Già Natale, il tempo vola! Le città sfavillano di luci ed eccoci qui, travolti dalle ultime vorticose settimane dell’anno e tra tutto quello a cui dobbiamo pensare ci sono anche gli auguri, sostanza immancabile delle festività natalizie. Credenti o agnostici, fedeli o indifferenti all’augurio non rinuncia nessuno, perché è un rituale antico, qualcosa di intoccabile che distingue un tempo, lo accresce di materia emozionale e, dal momento che è condiviso, consolida le relazioni sociali, ponendole in una storia ciclica, che ritorna e che ha un significato, quale che sia.
Quanto siamo affezionati al Buon Natale si capisce anche dal polverone che si ripresenta ogni anno quando il galateo del politicamente corretto consiglia di augurare asettiche “buone feste” per rispettare anche le altre confessioni religiose. Invece, a dispetto di ogni linea guida sull’inclusione, il Buon Natale è inscalfibile, perché non è solo dei cristiani, ma è la storia della nostra civiltà.
Il rito degli auguri di fine anno è ben più antico della cristianità, deriva infatti dall’antica festività romana dei Saturnali, che cadeva tra il 17 e il 23 dicembre. Anche allora ci si scambiavano auguri e regali e si celebravano feste e sacrifici offerti a Saturno, divinità che regolava a suo capriccio i raccolti e l’abbondanza generale. È difficile per noi immaginare l’angoscia che doveva generare negli antichi la natura spoglia, il gelo dell’inverno, la carestia e la mancanza di luce. Gli auguri, le feste e i sacrifici erano il modo di placare il dio per assicurarsi raccolti abbondanti e scongiurare le paure sulla propria sorte.
Oggi l’inverno e il buio non minacciano più la nostra sopravvivenza, ma sentiamo ancora il bisogno di farci gli auguri nel momento in cui un giro della vita finisce e sta per cominciarne un altro. Però non tutti vivono gli auguri nello stesso modo: per qualcuno gli auguri di Natale sono un piacere a cui dedicare tempo e cura, scegliendo le parole più adatte a comunicare affetto e vicinanza. Per altri è un obbligo legato alle circostanze e alla buona creanza che assolvono sì, ma solo per non risultare diversi e indifferenti.
Per altri ancora è una gran seccatura, soprattutto per quelli che amano come il fumo negli occhi, il rimbalzo di video e meme natalizi da un telefono all’altro. Certo che gli smartphone hanno cambiato i costumi, ma intasare la memoria degli apparecchi di tutta la lista contatti della rubrica con messaggi inoltrati migliaia di volte, non è il modo più sentito di augurare “Buon Natale”.

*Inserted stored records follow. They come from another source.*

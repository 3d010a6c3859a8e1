//! Grid geometry: size, origin, spacing and direction of a volume.
//!
//! The mapping between continuous indices and physical points is
//! `point = origin + Direction * (index * spacing)` and its inverse
//! `index = (Direction^-1 * (point - origin)) / spacing`.

use burn::tensor::backend::Backend;
use burn::tensor::{Shape, Tensor, TensorData};
use crate::error::{CoreError, Result};
use crate::spatial::{Direction, Point, Spacing, Vector};

/// Physical layout of a sampled grid.
///
/// `size` is ordered like continuous indices, `(x, y, z)` in 3-D. The
/// corresponding tensor shape is the reverse, see [`ImageGeometry::tensor_shape`].
#[derive(Debug, Clone, Copy, PartialEq)]
pub struct ImageGeometry<const D: usize> {
    size: [usize; D],
    origin: Point<D>,
    spacing: Spacing<D>,
    direction: Direction<D>,
    inverse_direction: Direction<D>,
}

impl<const D: usize> ImageGeometry<D> {
    /// Create a geometry, rejecting empty grids, non-positive spacing and
    /// singular directions.
    pub fn new(
        size: [usize; D],
        origin: Point<D>,
        spacing: Spacing<D>,
        direction: Direction<D>,
    ) -> Result<Self> {
        if size.iter().any(|&n| n == 0) {
            return Err(CoreError::empty_volume(format!("grid size {:?}", size)));
        }
        if !spacing.is_valid() {
            return Err(CoreError::invalid_geometry(format!(
                "spacing must be finite and positive, got {:?}",
                spacing.to_array()
            )));
        }
        if direction.determinant().abs() < 1e-12 {
            return Err(CoreError::invalid_geometry("direction matrix is singular"));
        }
        if !direction.is_orthogonal() {
            tracing::debug!("direction matrix is not orthonormal");
        }
        let inverse_direction = direction
            .try_inverse()
            .ok_or_else(|| CoreError::invalid_geometry("direction matrix is singular"))?;

        Ok(Self {
            size,
            origin,
            spacing,
            direction,
            inverse_direction,
        })
    }

    /// Unit spacing, zero origin and identity direction.
    pub fn with_size(size: [usize; D]) -> Result<Self> {
        Self::new(size, Point::origin(), Spacing::uniform(1.0), Direction::identity())
    }

    pub fn size(&self) -> [usize; D] {
        self.size
    }

    pub fn origin(&self) -> &Point<D> {
        &self.origin
    }

    pub fn spacing(&self) -> &Spacing<D> {
        &self.spacing
    }

    pub fn direction(&self) -> &Direction<D> {
        &self.direction
    }

    /// Number of grid nodes.
    pub fn num_voxels(&self) -> usize {
        self.size.iter().product()
    }

    /// Mean of the per-axis spacings.
    pub fn mean_spacing(&self) -> f64 {
        self.spacing.mean_spacing()
    }

    /// Tensor shape for data on this grid (slowest axis first).
    pub fn tensor_shape(&self) -> [usize; D] {
        let mut shape = self.size;
        shape.reverse();
        shape
    }

    /// Continuous index to physical point.
    pub fn index_to_physical(&self, index: &Point<D>) -> Point<D> {
        let mut scaled = Vector::<D>::zeros();
        for i in 0..D {
            scaled[i] = index[i] * self.spacing[i];
        }
        self.origin + self.direction * scaled
    }

    /// Physical point to continuous index.
    pub fn physical_to_index(&self, point: &Point<D>) -> Point<D> {
        let rotated = self.inverse_direction * (*point - self.origin);
        let mut index = Point::<D>::origin();
        for i in 0..D {
            index[i] = rotated[i] / self.spacing[i];
        }
        index
    }

    /// Physical displacement to index-space displacement.
    pub fn physical_vector_to_index(&self, vector: &Vector<D>) -> Vector<D> {
        let mut rotated = self.inverse_direction * *vector;
        for i in 0..D {
            rotated[i] /= self.spacing[i];
        }
        rotated
    }

    /// Whether a continuous index falls in the sampled region.
    ///
    /// The region extends half a voxel beyond the first and last nodes along
    /// every axis.
    pub fn contains_index(&self, index: &Point<D>) -> bool {
        (0..D).all(|i| index[i] >= -0.5 && index[i] <= self.size[i] as f64 - 0.5)
    }

    /// Axis-aligned physical bounding box of the sampled region.
    pub fn physical_bounds(&self) -> (Point<D>, Point<D>) {
        let mut lower = Point::<D>::new([f64::INFINITY; D]);
        let mut upper = Point::<D>::new([f64::NEG_INFINITY; D]);
        for corner in 0..(1usize << D) {
            let mut index = Point::<D>::origin();
            for i in 0..D {
                index[i] = if corner & (1 << i) == 0 {
                    -0.5
                } else {
                    self.size[i] as f64 - 0.5
                };
            }
            let p = self.index_to_physical(&index);
            for i in 0..D {
                lower[i] = lower[i].min(p[i]);
                upper[i] = upper[i].max(p[i]);
            }
        }
        (lower, upper)
    }

    /// True when the physical bounding boxes of both grids intersect.
    pub fn overlaps(&self, other: &Self) -> bool {
        let (a_lo, a_hi) = self.physical_bounds();
        let (b_lo, b_hi) = other.physical_bounds();
        (0..D).all(|i| a_lo[i] < b_hi[i] && b_lo[i] < a_hi[i])
    }

    /// Geometry of the grid obtained by merging `factors[i]` nodes into one
    /// along each axis, with coarse node centers at the middle of the merged
    /// fine nodes.
    pub fn shrink(&self, factors: [usize; D]) -> Result<Self> {
        if factors.iter().any(|&f| f == 0) {
            return Err(CoreError::invalid_argument("shrink factors must be >= 1"));
        }
        let mut size = self.size;
        let mut spacing = self.spacing;
        let mut offset = Vector::<D>::zeros();
        for i in 0..D {
            // An axis shorter than the factor collapses to a single node.
            let f = factors[i].min(self.size[i]);
            size[i] = self.size[i] / f;
            spacing[i] = self.spacing[i] * f as f64;
            offset[i] = 0.5 * (f as f64 - 1.0) * self.spacing[i];
        }
        let origin = self.origin + self.direction * offset;
        Self::new(size, origin, spacing, self.direction)
    }

    /// Batch physical points `[N, D]` to continuous indices `[N, D]`.
    pub fn world_to_index_tensor<B: Backend>(&self, points: Tensor<B, 2>) -> Tensor<B, 2> {
        let device = points.device();
        let origin = self.origin_tensor::<B>(&device);

        // I = (P - O) @ T with T[r, c] = inv_dir[c, r] / spacing[c]
        let mut t_data = Vec::with_capacity(D * D);
        for r in 0..D {
            for c in 0..D {
                t_data.push((self.inverse_direction[(c, r)] / self.spacing[c]) as f32);
            }
        }
        let t = Tensor::<B, 2>::from_data(TensorData::new(t_data, Shape::new([D, D])), &device);

        (points - origin).matmul(t)
    }

    /// Batch continuous indices `[N, D]` to physical points `[N, D]`.
    pub fn index_to_world_tensor<B: Backend>(&self, indices: Tensor<B, 2>) -> Tensor<B, 2> {
        let device = indices.device();
        let origin = self.origin_tensor::<B>(&device);

        // P = O + I @ T with T[r, c] = dir[c, r] * spacing[r]
        let mut t_data = Vec::with_capacity(D * D);
        for r in 0..D {
            for c in 0..D {
                t_data.push((self.direction[(c, r)] * self.spacing[r]) as f32);
            }
        }
        let t = Tensor::<B, 2>::from_data(TensorData::new(t_data, Shape::new([D, D])), &device);

        origin + indices.matmul(t)
    }

    fn origin_tensor<B: Backend>(&self, device: &B::Device) -> Tensor<B, 2> {
        let origin: Vec<f32> = (0..D).map(|i| self.origin[i] as f32).collect();
        Tensor::<B, 1>::from_data(TensorData::new(origin, Shape::new([D])), device).reshape([1, D])
    }
}
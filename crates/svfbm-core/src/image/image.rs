//! Image type with physical metadata.

use burn::tensor::backend::Backend;
use burn::tensor::{Shape, Tensor, TensorData};
use crate::error::{CoreError, Result};
use crate::image::geometry::ImageGeometry;
use crate::spatial::{Direction, Point, Spacing};

/// Volume data plus the geometry that places it in physical space.
///
/// # Type Parameters
/// * `B` - The burn backend holding the voxel data
/// * `D` - The dimensionality (2 or 3)
///
/// # Layout
/// The tensor is stored slowest axis first (`[Z, Y, X]` in 3-D) while the
/// geometry and every continuous index are ordered `(x, y, z)`.
///
/// # Examples
/// ```rust
/// use svfbm_core::Image;
/// use svfbm_core::spatial::{Point3, Spacing3, Direction3};
/// use burn::tensor::Tensor;
/// use burn_ndarray::NdArray;
///
/// type Backend = NdArray<f32>;
///
/// let device = Default::default();
/// let data = Tensor::<Backend, 3>::zeros([4, 6, 8], &device);
/// let image = Image::new(
///     data,
///     Point3::new([0.0, 0.0, 0.0]),
///     Spacing3::new([1.0, 1.0, 2.0]),
///     Direction3::identity(),
/// )
/// .unwrap();
/// assert_eq!(image.geometry().size(), [8, 6, 4]);
/// ```
#[derive(Debug, Clone)]
pub struct Image<B: Backend, const D: usize> {
    data: Tensor<B, D>,
    geometry: ImageGeometry<D>,
}

impl<B: Backend, const D: usize> Image<B, D> {
    /// Create an image, deriving the grid size from the tensor shape.
    pub fn new(
        data: Tensor<B, D>,
        origin: Point<D>,
        spacing: Spacing<D>,
        direction: Direction<D>,
    ) -> Result<Self> {
        let mut size = data.dims();
        size.reverse();
        let geometry = ImageGeometry::new(size, origin, spacing, direction)?;
        Ok(Self { data, geometry })
    }

    /// Wrap data that was produced on a known grid.
    pub fn from_geometry(data: Tensor<B, D>, geometry: ImageGeometry<D>) -> Result<Self> {
        let actual = data.dims();
        let expected = geometry.tensor_shape();
        if actual != expected {
            return Err(CoreError::ShapeMismatch {
                expected: expected.to_vec(),
                actual: actual.to_vec(),
            });
        }
        Ok(Self { data, geometry })
    }

    /// Build an image from host values laid out slowest axis first.
    pub fn from_vec(values: Vec<f32>, geometry: ImageGeometry<D>, device: &B::Device) -> Result<Self> {
        if values.len() != geometry.num_voxels() {
            return Err(CoreError::ShapeMismatch {
                expected: vec![geometry.num_voxels()],
                actual: vec![values.len()],
            });
        }
        let data = Tensor::<B, D>::from_data(
            TensorData::new(values, Shape::new(geometry.tensor_shape())),
            device,
        );
        Ok(Self { data, geometry })
    }

    pub fn data(&self) -> &Tensor<B, D> {
        &self.data
    }

    pub fn into_data(self) -> Tensor<B, D> {
        self.data
    }

    pub fn geometry(&self) -> &ImageGeometry<D> {
        &self.geometry
    }

    pub fn origin(&self) -> &Point<D> {
        self.geometry.origin()
    }

    pub fn spacing(&self) -> &Spacing<D> {
        self.geometry.spacing()
    }

    pub fn direction(&self) -> &Direction<D> {
        self.geometry.direction()
    }

    /// Tensor shape, slowest axis first.
    pub fn shape(&self) -> [usize; D] {
        self.data.dims()
    }

    /// Copy the voxel values to the host, slowest axis first.
    pub fn to_vec(&self) -> Result<Vec<f32>> {
        self.data
            .clone()
            .into_data()
            .convert::<f32>()
            .to_vec::<f32>()
            .map_err(|e| CoreError::tensor_data(format!("{:?}", e)))
    }

    /// Same geometry, new values.
    pub fn with_data(&self, data: Tensor<B, D>) -> Result<Self> {
        Self::from_geometry(data, self.geometry)
    }

    pub fn transform_physical_point_to_continuous_index(&self, point: &Point<D>) -> Point<D> {
        self.geometry.physical_to_index(point)
    }

    pub fn transform_continuous_index_to_physical_point(&self, index: &Point<D>) -> Point<D> {
        self.geometry.index_to_physical(index)
    }

    /// Batch physical points `[N, D]` to continuous indices.
    pub fn world_to_index_tensor(&self, points: Tensor<B, 2>) -> Tensor<B, 2> {
        self.geometry.world_to_index_tensor(points)
    }

    /// Batch continuous indices `[N, D]` to physical points.
    pub fn index_to_world_tensor(&self, indices: Tensor<B, 2>) -> Tensor<B, 2> {
        self.geometry.index_to_world_tensor(indices)
    }
}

E allora? Inutile dire che gli auguri di insuperata eleganza sono quelli scritti a mano con la stilografica, su un biglietto raffinato, senza troppi luccichii o immagini cheap messo in una busta, affrancata e spedita via posta (intendendo quella portata a casa dal postino!). Ma questo è un vezzo che pochi ancora si concedono.
Per tutti gli altri, quelli che non riescono a far finta che internet non esista, è opportuno puntare sulla personalizzazione. Sì, dunque, al messaggio su WhatsApp ma che sia su misura: basta un semplice nome, un “Buon Natale Franco”, per far sentire a chi lo riceve la partecipazione emotiva e affettuosa di chi lo manda e testimonia che si sta pensando proprio a lui.
Per quanto riguarda il contenuto cosa scrivere? Possibilmente parole sentite e non banali, ma se proprio non si riescono a trovare, meglio affidarsi alle formule classiche o agli autori illustri. In fondo, è meglio una frase fatta che una frase brutta.